A "cross-rotation pattern"—that is, moving the left-front tire to the right-rear axle, the right-front tire to the left-rear axle, etc.—can best balance tread wear and maximize tire life. That sequence can be performed on any vehicle equipped with four non-unidirectional tires. Designated by an arrow on the sidewall, unidirectional tires must be rotated only front to rear and rear to front, on the same side of the vehicle, so their direction of revolution does not change. All-wheel-drive and four-wheel-drive vehicles are best suited to a lateral rotation—left to right and right to left—at the same end of the vehicle.

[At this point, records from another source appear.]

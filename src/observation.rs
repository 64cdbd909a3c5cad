// 🔎 Observation - one candidate value with its provenance

use serde::{Deserialize, Serialize};

/// One value for one metric at one period, as reported by one source page.
///
/// `value == None` means the source had no figure for this cell. It is kept
/// (the citation still matters) but never counts as a disagreement.
#[derive(Debug, Clone, PartialEq, Serialize, Deserialize)]
pub struct Observation {
    pub value: Option<f64>,

    /// Human label of the source document, e.g. "10-K" or "Investor Deck"
    pub source_label: String,

    /// Citation / page image URL
    pub source_ref: String,
}

impl Observation {
    pub fn new(value: Option<f64>, source_label: impl Into<String>, source_ref: impl Into<String>) -> Self {
        Observation {
            value,
            source_label: source_label.into(),
            source_ref: source_ref.into(),
        }
    }

    /// Structural duplicate test used by the batch merger: same source label
    /// and same value. The citation URL is not part of identity.
    pub fn is_duplicate_of(&self, other: &Observation) -> bool {
        self.source_label == other.source_label && self.value == other.value
    }
}

#[cfg(test)]
mod tests {
    use super::*;

    #[test]
    fn test_duplicate_ignores_citation() {
        let a = Observation::new(Some(1000.0), "10-K", "https://img/p3.png");
        let b = Observation::new(Some(1000.0), "10-K", "https://img/p9.png");
        assert!(a.is_duplicate_of(&b));
    }

    #[test]
    fn test_null_values_are_duplicates() {
        let a = Observation::new(None, "10-K", "u1");
        let b = Observation::new(None, "10-K", "u2");
        assert!(a.is_duplicate_of(&b));
    }

    #[test]
    fn test_different_source_or_value_not_duplicate() {
        let a = Observation::new(Some(1000.0), "10-K", "u");
        assert!(!a.is_duplicate_of(&Observation::new(Some(1000.0), "Investor Deck", "u")));
        assert!(!a.is_duplicate_of(&Observation::new(Some(1200.0), "10-K", "u")));
        assert!(!a.is_duplicate_of(&Observation::new(None, "10-K", "u")));
    }
}
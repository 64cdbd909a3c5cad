// Metrics Reconciliation - Web Server
// REST API with Axum over one in-memory session

use anyhow::{Context, Result};
use clap::Parser;
use metrics_reconciliation::api::{create_router, AppState};
use metrics_reconciliation::{ReconConfig, ReconciliationSession};
use std::path::PathBuf;
use tokio::signal;
use tracing::info;
use tracing_subscriber::{layer::SubscriberExt, util::SubscriberInitExt};

#[derive(Parser, Debug)]
#[command(name = "recon-server")]
#[command(about = "HTTP API for metrics reconciliation")]
#[command(version)]
struct Args {
    /// TOML configuration file
    #[arg(short, long, env = "RECON_CONFIG")]
    config: Option<PathBuf>,

    /// Overrides [server] bind
    #[arg(short, long, env = "RECON_BIND")]
    bind: Option<String>,
}

#[tokio::main]
async fn main() -> Result<()> {
    tracing_subscriber::registry()
        .with(
            tracing_subscriber::EnvFilter::try_from_default_env()
                .unwrap_or_else(|_| "metrics_reconciliation=info,tower_http=info".into()),
        )
        .with(tracing_subscriber::fmt::layer())
        .init();

    let args = Args::parse();
    let config = ReconConfig::load_or_default(args.config.as_deref())
        .context("Failed to load configuration")?;
    let bind = args.bind.unwrap_or_else(|| config.server.bind.clone());

    let session = ReconciliationSession::from_config(&config).context("Failed to set up session")?;
    let app = create_router(AppState::new(session));

    let listener = tokio::net::TcpListener::bind(&bind)
        .await
        .with_context(|| format!("Failed to bind to {}", bind))?;

    info!("🚀 Metrics Reconciliation server on http://{}", bind);
    info!("📡 API endpoints:");
    info!("   GET  /api/health");
    info!("   GET  /api/table");
    info!("   POST /api/batches");
    info!("   GET  /api/cells/:metric/:year/:month");
    info!("   POST /api/selections");
    info!("   POST /api/projects/:id");
    info!("   GET  /api/export.csv");

    axum::serve(listener, app)
        .with_graceful_shutdown(shutdown_signal())
        .await
        .context("Server error")?;

    info!("Server shutdown complete");
    Ok(())
}

async fn shutdown_signal() {
    let ctrl_c = async {
        if let Err(e) = signal::ctrl_c().await {
            tracing::error!("Failed to listen for Ctrl+C: {}", e);
            std::future::pending::<()>().await;
        }
    };

    #[cfg(unix)]
    let terminate = async {
        match signal::unix::signal(signal::unix::SignalKind::terminate()) {
            Ok(mut stream) => {
                stream.recv().await;
            }
            Err(_) => std::future::pending::<()>().await,
        }
    };

    #[cfg(not(unix))]
    let terminate = std::future::pending::<()>();

    tokio::select! {
        _ = ctrl_c => info!("Received Ctrl+C, shutting down"),
        _ = terminate => info!("Received SIGTERM, shutting down"),
    }
}
// ⚖️ Conflict Resolver - conflict status, default resolution, user selection
//
// Default rule: the first-arrived observation is shown until the user picks
// one explicitly; an explicit pick always wins and survives later merges.
//
// Selections are applied as discrete commands and reported as events, so a
// journal or an audit log can replay them.

use crate::error::{ReconError, Result};
use crate::ledger::{Cell, MetricLedger};
use crate::observation::Observation;
use crate::period::Period;
use chrono::{DateTime, Utc};
use serde::{Deserialize, Serialize};
use std::sync::{Arc, Mutex};
use tracing::{info, warn};

// ============================================================================
// CONFLICT STATUS
// ============================================================================

#[derive(Debug, Clone, Copy, PartialEq, Eq, Serialize, Deserialize)]
#[serde(rename_all = "SCREAMING_SNAKE_CASE")]
pub enum ConflictStatus {
    /// Zero or one distinct non-null value
    None,

    /// Two or more observations disagree on value
    MultipleValues,
}

impl ConflictStatus {
    pub fn is_conflict(&self) -> bool {
        matches!(self, ConflictStatus::MultipleValues)
    }
}

/// Recomputed from the cell every time; merges can change it.
pub fn conflict_status(cell: &Cell) -> ConflictStatus {
    let mut first: Option<f64> = None;

    for value in cell.observations().iter().filter_map(|o| o.value) {
        match first {
            None => first = Some(value),
            Some(seen) if seen != value => return ConflictStatus::MultipleValues,
            Some(_) => {}
        }
    }

    ConflictStatus::None
}

// ============================================================================
// DEFAULT RESOLUTION
// ============================================================================

/// Index of the observation currently shown for this cell
pub fn display_index(cell: &Cell) -> Option<usize> {
    match cell.selected_index() {
        Some(index) => Some(index),
        None if !cell.is_empty() => Some(0),
        None => None,
    }
}

/// Selected observation, else the first arrival, else None ("no data")
pub fn display_value(cell: &Cell) -> Option<&Observation> {
    display_index(cell).and_then(|index| cell.observations().get(index))
}

// ============================================================================
// CELL DETAILS (inspection)
// ============================================================================

/// Everything a "show me the sources" panel needs for one cell
#[derive(Debug, Clone, PartialEq, Serialize, Deserialize)]
pub struct CellDetails {
    pub metric_key: String,
    pub period: Period,
    pub candidates: Vec<Observation>,
    pub selected_index: Option<usize>,
    pub display_index: Option<usize>,
    pub status: ConflictStatus,
}

pub fn cell_details(ledger: &MetricLedger, metric_key: &str, period: Period) -> Result<CellDetails> {
    let cell = lookup(ledger, metric_key, period)?;

    Ok(CellDetails {
        metric_key: metric_key.to_string(),
        period,
        candidates: cell.observations().to_vec(),
        selected_index: cell.selected_index(),
        display_index: display_index(cell),
        status: conflict_status(cell),
    })
}

/// Conflict status addressed by key; UnknownCell when there is no such cell
pub fn cell_status(ledger: &MetricLedger, metric_key: &str, period: Period) -> Result<ConflictStatus> {
    lookup(ledger, metric_key, period).map(conflict_status)
}

fn lookup<'a>(ledger: &'a MetricLedger, metric_key: &str, period: Period) -> Result<&'a Cell> {
    ledger
        .cell(metric_key, &period)
        .ok_or_else(|| ReconError::UnknownCell {
            metric_key: metric_key.to_string(),
            period,
        })
}

// ============================================================================
// SELECTION COMMANDS & EVENTS
// ============================================================================

#[derive(Debug, Clone, PartialEq, Serialize, Deserialize)]
pub struct SelectionCommand {
    pub metric_key: String,
    pub period: Period,
    pub index: usize,
}

impl SelectionCommand {
    pub fn new(metric_key: impl Into<String>, period: Period, index: usize) -> Self {
        SelectionCommand {
            metric_key: metric_key.into(),
            period,
            index,
        }
    }
}

/// Emitted exactly once per selection that changed a cell
#[derive(Debug, Clone, PartialEq, Serialize, Deserialize)]
pub struct SelectionEvent {
    pub event_id: String,
    pub timestamp: DateTime<Utc>,

    /// Project the selection was made in; None outside any project
    #[serde(default)]
    pub project_id: Option<String>,
    pub metric_key: String,
    pub period: Period,
    pub index: usize,
    pub value: Option<f64>,
    pub source_label: String,
}

impl SelectionEvent {
    fn new(command: &SelectionCommand, observation: &Observation, project_id: Option<String>) -> Self {
        SelectionEvent {
            event_id: uuid::Uuid::new_v4().to_string(),
            timestamp: Utc::now(),
            project_id,
            metric_key: command.metric_key.clone(),
            period: command.period,
            index: command.index,
            value: observation.value,
            source_label: observation.source_label.clone(),
        }
    }
}
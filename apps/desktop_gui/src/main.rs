use std::path::PathBuf;

mod backend_bridge;
mod controller;
mod ui;

use anyhow::Context;
use clap::Parser;
use client_core::load_settings;
use crossbeam_channel::bounded;
use eframe::egui;
use tracing_subscriber::EnvFilter;

use crate::backend_bridge::commands::BackendCommand;
use crate::controller::events::UiEvent;
use crate::ui::theme::{PHONE_HEIGHT, PHONE_WIDTH};
use crate::ui::DesktopGuiApp;

#[derive(Parser, Debug)]
#[command(about = "Phone-style mock chat window")]
struct Args {
    /// Overrides the responder webhook from settings.
    #[arg(long)]
    webhook_url: Option<String>,
    /// Settings file to load instead of ./mock_chat.toml.
    #[arg(long)]
    config: Option<PathBuf>,
}

fn main() -> anyhow::Result<()> {
    tracing_subscriber::fmt()
        .with_env_filter(
            EnvFilter::try_from_default_env().unwrap_or_else(|_| EnvFilter::new("info")),
        )
        .init();
    let args = Args::parse();

    let mut settings =
        load_settings(args.config.as_deref()).context("failed to load chat settings")?;
    if let Some(webhook_url) = args.webhook_url {
        settings = settings
            .with_webhook_url(webhook_url)
            .context("invalid --webhook-url")?;
    }
    tracing::info!(webhook_url = %settings.webhook_url, "starting phone chat window");

    let (cmd_tx, cmd_rx) = bounded::<BackendCommand>(16);
    let (ui_tx, ui_rx) = bounded::<UiEvent>(64);
    backend_bridge::runtime::launch(cmd_rx, ui_tx, settings.webhook_url.clone());

    let options = eframe::NativeOptions {
        viewport: egui::ViewportBuilder::default()
            .with_title(&settings.window_title)
            .with_inner_size([PHONE_WIDTH + 220.0, PHONE_HEIGHT + 140.0])
            .with_min_inner_size([PHONE_WIDTH + 40.0, PHONE_HEIGHT + 120.0]),
        ..Default::default()
    };
    eframe::run_native(
        &settings.window_title,
        options,
        Box::new(|_cc| Ok(Box::new(DesktopGuiApp::bootstrap(cmd_tx, ui_rx)))),
    )
    .map_err(|err| anyhow::anyhow!("eframe exited with error: {err}"))
}
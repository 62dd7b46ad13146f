use async_trait::async_trait;
use reqwest::Client;
use shared::{error::ChatError, protocol::WebhookRequest};
use tracing::{info, warn};

pub const DEFAULT_WEBHOOK_URL: &str = "https://hook.eu2.make.com/x9st4xqy57d7yf2wkobqvbzjv19cmj32";

/// Produces the reply text for one submitted user message.
#[async_trait]
pub trait Responder: Send + Sync {
    async fn respond(&self, request: &WebhookRequest) -> Result<String, ChatError>;
}

/// Posts the message and flattened history as JSON and takes the response
/// body verbatim as the reply.
pub struct WebhookResponder {
    http: Client,
    webhook_url: String,
}

impl WebhookResponder {
    pub fn new(webhook_url: impl Into<String>) -> Self {
        Self::with_client(Client::new(), webhook_url)
    }

    pub fn with_client(http: Client, webhook_url: impl Into<String>) -> Self {
        Self {
            http,
            webhook_url: webhook_url.into(),
        }
    }

    pub fn webhook_url(&self) -> &str {
        &self.webhook_url
    }
}

impl Default for WebhookResponder {
    fn default() -> Self {
        Self::new(DEFAULT_WEBHOOK_URL)
    }
}

#[async_trait]
impl Responder for WebhookResponder {
    async fn respond(&self, request: &WebhookRequest) -> Result<String, ChatError> {
        info!(
            text_len = request.message.len(),
            history_len = request.history.len(),
            "responder: posting message"
        );

        let response = self
            .http
            .post(&self.webhook_url)
            .json(request)
            .send()
            .await
            .map_err(|err| {
                warn!("responder: transport failure: {err}");
                ChatError::request_failed(err.to_string())
            })?;

        let status = response.status();
        if !status.is_success() {
            warn!(status = status.as_u16(), "responder: non-success status");
            return Err(ChatError::request_failed(format!(
                "HTTP error! status: {}",
                status.as_u16()
            )));
        }

        // Body is taken as-is; non-UTF-8 bytes are replaced rather than rejected.
        let body = response.bytes().await.map_err(|err| {
            warn!("responder: failed to read body: {err}");
            ChatError::request_failed(err.to_string())
        })?;
        info!(
            status = status.as_u16(),
            reply_len = body.len(),
            "responder: reply received"
        );
        Ok(String::from_utf8_lossy(&body).into_owned())
    }
}

#[cfg(test)]
#[path = "tests/responder_tests.rs"]
mod tests;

Recent improvements in "all-season" tires have substantially advanced the concept of one-tire-for-all-needs. On the other hand, more specialized tires than ever are now available for high performance, rain, snow, ice, off-road and touring. Some are even uni-directional, "run-flat" and even "green."
Most drivers are happy just to know they have "all-season" tires, and that is the way most new vehicles are equipped. These are a benign compromise, sacrificing exceptional capability in any one area of performance for acceptable capability in all.
Within that premise, however, there are huge variations in actual performance. Unfortunately, factors that improve one tire characteristic tend to diminish another. For example:
- A hard tread compound may enhance tread life and fuel economy but detract from both wet and dry traction;
- Short, stiff sidewall construction may enhance cornering power and directional stability but detract from ride quality;
- A wide tread with minimal grooving may enhance dry grip but detract from traction in wet and snowy conditions;
- An aggressive, open tread may enhance snow traction but aggravate tire noise and sacrifice tread life on pavement.
In addition to dry asphalt, tires may be expected to function on mud, snow, ice, sand or gravel, in temperatures from above 140°F to below -40°F. You get some idea of the multiple tradeoffs designers have to make.
Just consider that exceptional virtues are probably achieved at the expense of others. Determine what your primary needs are, and narrow your choices accordingly.